L’histoire de madame Tao rappelle l’entrepreneuriat pour tous, c’est-à-dire qu’il n’est pas réservé à une élite d’héritiers. À l’heure des levées de fonds, des pitches, des startups, des incubateurs et de la frénésie de hackathons visionnaires, on oublie souvent que l’immense majorité du phénomène entrepreneurial est d’une banalité salutaire. Enfin banal, pas vraiment. Disons que l’héroïsme de certains entrepreneurs est loin des canons qu’on nous sert ad nauseam.

Rien ne l’illustre mieux que l’histoire de madame Tao qui semble sortie d’un conte de fées.

 

Seule, pauvre et à la rue

Tao Huabi est née pauvre, en Chine. Pauvre à la chinoise, c’est-à-dire vraiment très pauvre, tellement qu’elle a à peine appris à lire et à écrire. À 20 ans elle se marie et change de province. Après quelques années, son mari meurt brusquement. Elle se retrouve seule, à la rue, avec deux enfants en bas-âge. La seule chose qu’elle sait faire, c’est la cuisine. Pas de la grande cuisine.

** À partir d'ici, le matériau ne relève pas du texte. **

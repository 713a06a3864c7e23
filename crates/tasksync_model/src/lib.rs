//! # TaskSync Model
//!
//! Snapshot data model and JSON wire codec for TaskSync.
//!
//! This crate provides:
//! - [`Snapshot`], the unit of synchronization
//! - The entity types it carries ([`Task`], [`Category`], [`TimeBlock`],
//!   [`PomodoroSession`], [`StreakData`], [`ChainData`])
//! - JSON encoding/decoding of the wire format
//!
//! This is a pure model crate with no I/O operations.
//!
//! ## Wire format
//!
//! A snapshot is a JSON object with camelCase keys. `version` is an integer
//! and `lastModified` is epoch milliseconds:
//!
//! ```rust
//! use tasksync_model::Snapshot;
//!
//! let json = r#"{"tasks":[],"categories":[],"version":3,"lastModified":1700000000000}"#;
//! let snapshot = Snapshot::from_json(json.as_bytes()).unwrap();
//! assert_eq!(snapshot.version, 3);
//! assert!(snapshot.is_blank());
//! ```

#![deny(unsafe_code)]
#![warn(missing_docs)]

mod entities;
mod error;
mod snapshot;
mod task;
mod time;

pub use entities::{
    Category, ChainData, PomodoroMode, PomodoroSession, StreakData, Subcategory, TimeBlock,
};
pub use error::{ModelError, ModelResult};
pub use snapshot::{next_version, Snapshot};
pub use task::Task;
pub use time::{now_millis, Timestamp};
//! Remote transport abstraction.

use crate::error::{SyncError, SyncResult};
use parking_lot::Mutex;
use serde::{Deserialize, Serialize};
use std::fmt;
use std::sync::atomic::{AtomicBool, AtomicU64, Ordering};
use tasksync_model::Snapshot;

/// The kind of remote backend behind a transport.
#[derive(Debug, Clone, Copy, PartialEq, Eq)]
pub enum BackendKind {
    /// Self-hosted HTTP endpoint (`GET/PUT <base>/api/data`).
    SelfHosted,
    /// A single JSON file in user cloud storage.
    CloudFile,
    /// One document per user in a document database.
    Document,
    /// In-memory test double.
    Mock,
}

impl fmt::Display for BackendKind {
    fn fmt(&self, f: &mut fmt::Formatter<'_>) -> fmt::Result {
        f.write_str(match self {
            BackendKind::SelfHosted => "self-hosted",
            BackendKind::CloudFile => "cloud-file",
            BackendKind::Document => "document",
            BackendKind::Mock => "mock",
        })
    }
}

/// Acknowledgement of a successful push.
#[derive(Debug, Clone, Copy, PartialEq, Eq, Serialize, Deserialize)]
pub struct PushReceipt {
    /// The version the backend stored the snapshot under.
    pub version: u64,
}

/// A remote transport fetches and pushes whole snapshots.
///
/// All backends share the same semantics: a push overwrites the whole remote
/// snapshot, there is no partial-write guarantee and no server-side merge.
/// Every failure is returned as a [`SyncError`].
pub trait RemoteTransport: Send + Sync {
    /// Which backend this is.
    fn kind(&self) -> BackendKind;

    /// Fetches the remote snapshot, `None` if the remote holds nothing yet.
    ///
    /// # Errors
    ///
    /// Returns [`SyncError::MalformedPayload`] if the remote holds something
    /// that is not a snapshot, or a transport/auth error.
    fn fetch_remote(&self) -> SyncResult<Option<Snapshot>>;

    /// Stores `snapshot` remotely and returns the version it was stored under.
    ///
    /// Pushing the same snapshot again is safe: it is stored again under a
    /// new, higher version.
    fn push_remote(&self, snapshot: &Snapshot) -> SyncResult<PushReceipt>;
}

impl<T: RemoteTransport + ?Sized> RemoteTransport for std::sync::Arc<T> {
    fn kind(&self) -> BackendKind {
        (**self).kind()
    }

    fn fetch_remote(&self) -> SyncResult<Option<Snapshot>> {
        (**self).fetch_remote()
    }

    fn push_remote(&self, snapshot: &Snapshot) -> SyncResult<PushReceipt> {
        (**self).push_remote(snapshot)
    }
}

/// The version a backend assigns to a pushed snapshot.
///
/// Never below what the client proposed and always above what is currently
/// stored, so every successful push strictly increases the remote version.
pub fn assign_version(current: Option<u64>, proposed: u64) -> SyncResult<u64> {
    tasksync_model::next_version(current, proposed).ok_or(SyncError::VersionOverflow)
}

/// Source of an access token for authenticated backends.
///
/// The interactive part of an OAuth flow lives outside the engine; a provider
/// only hands out the current token.
pub trait TokenProvider: Send + Sync {
    /// Returns the current access token, `None` for anonymous access.
    fn access_token(&self) -> SyncResult<Option<String>>;
}

/// A fixed bearer token (or none).
#[derive(Debug, Clone, Default)]
pub struct StaticToken(Option<String>);

impl StaticToken {
    /// A provider returning `token`.
    pub fn new(token: impl Into<String>) -> Self {
        Self(Some(token.into()))
    }

    /// A provider for unauthenticated access.
    pub fn anonymous() -> Self {
        Self(None)
    }
}

impl TokenProvider for StaticToken {
    fn access_token(&self) -> SyncResult<Option<String>> {
        Ok(self.0.clone())
    }
}

/// An in-memory remote for testing.
///
/// Assigns versions like a real backend and can be told to fail or to serve
/// a malformed payload.
#[derive(Debug, Default)]
pub struct MockTransport {
    remote: Mutex<Option<Snapshot>>,
    connected: AtomicBool,
    malformed: AtomicBool,
    fetches: AtomicU64,
    pushes: AtomicU64,
}

impl MockTransport {
    /// Creates a connected mock with an empty remote.
    pub fn new() -> Self {
        Self {
            connected: AtomicBool::new(true),
            ..Self::default()
        }
    }

    /// Creates a connected mock holding `snapshot`.
    pub fn with_remote(snapshot: Snapshot) -> Self {
        let mock = Self::new();
        *mock.remote.lock() = Some(snapshot);
        mock
    }

    /// Replaces the remote snapshot as another device would.
    pub fn set_remote(&self, snapshot: Option<Snapshot>) {
        *self.remote.lock() = snapshot;
    }

    /// Returns the remote snapshot.
    pub fn remote(&self) -> Option<Snapshot> {
        self.remote.lock().clone()
    }

    /// Sets the connected state. A disconnected mock fails every call.
    pub fn set_connected(&self, connected: bool) {
        self.connected.store(connected, Ordering::SeqCst);
    }

    /// Makes fetches report a malformed payload.
    pub fn set_malformed(&self, malformed: bool) {
        self.malformed.store(malformed, Ordering::SeqCst);
    }

    /// Number of fetch calls, including failed ones.
    pub fn fetch_count(&self) -> u64 {
        self.fetches.load(Ordering::SeqCst)
    }

    /// Number of push calls, including failed ones.
    pub fn push_count(&self) -> u64 {
        self.pushes.load(Ordering::SeqCst)
    }

    fn check_connected(&self) -> SyncResult<()> {
        if self.connected.load(Ordering::SeqCst) {
            Ok(())
        } else {
            Err(SyncError::transport_retryable("remote unreachable"))
        }
    }
}

impl RemoteTransport for MockTransport {
    fn kind(&self) -> BackendKind {
        BackendKind::Mock
    }

    fn fetch_remote(&self) -> SyncResult<Option<Snapshot>> {
        self.fetches.fetch_add(1, Ordering::SeqCst);
        self.check_connected()?;
        if self.malformed.load(Ordering::SeqCst) {
            return Err(SyncError::malformed("mock payload is not a snapshot"));
        }
        Ok(self.remote.lock().clone())
    }

    fn push_remote(&self, snapshot: &Snapshot) -> SyncResult<PushReceipt> {
        self.pushes.fetch_add(1, Ordering::SeqCst);
        self.check_connected()?;
        let mut remote = self.remote.lock();
        let version = assign_version(remote.as_ref().map(|s| s.version), snapshot.version)?;
        let mut stored = snapshot.clone();
        stored.version = version;
        *remote = Some(stored);
        Ok(PushReceipt { version })
    }
}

Du riz, des légumes, avec un peu de sauce. Par chance, elle se trouve juste à côté d’un grand établissement scolaire. Pour survivre, à midi elle va donc cuisiner des bols de riz pour les étudiants. Et ça marche. Elle écrase les prix, n’hésite pas à donner du rab gratis et devient une star parmi les étudiants du coin qui l’appellent affectueusement marraine (Gan Ma).

Avec un peu d’argent, elle peut alors ouvrir un restaurant. Par restaurant, il faut entendre quelques tables sur un coin de parking. Elle ne sert qu’un plat de nouilles, qu’elle agrémente avec une sauce épicée, qu’elle fabrique à partir d’une vieille recette de sa région. Gros succès. Mais un jour elle manque de sauce. Ses clients refusent de manger les nouilles. C’est la sauce qu’ils veulent. Et d’ailleurs, de plus en plus de clients lui demandent de leur en mettre un peu dans un petit bol pour l’emporter et l’utiliser chez eux.

 

La sauce qui attire les clients

D’ailleurs elle découvre que certains viennent chez elle uniquement pour acheter la sauce, qu’elle se décide donc à vendre séparément. Elle en donne gratuitement aux chauffeurs routiers qui viennent manger chez elle, qui en parlent tout autour d’eux.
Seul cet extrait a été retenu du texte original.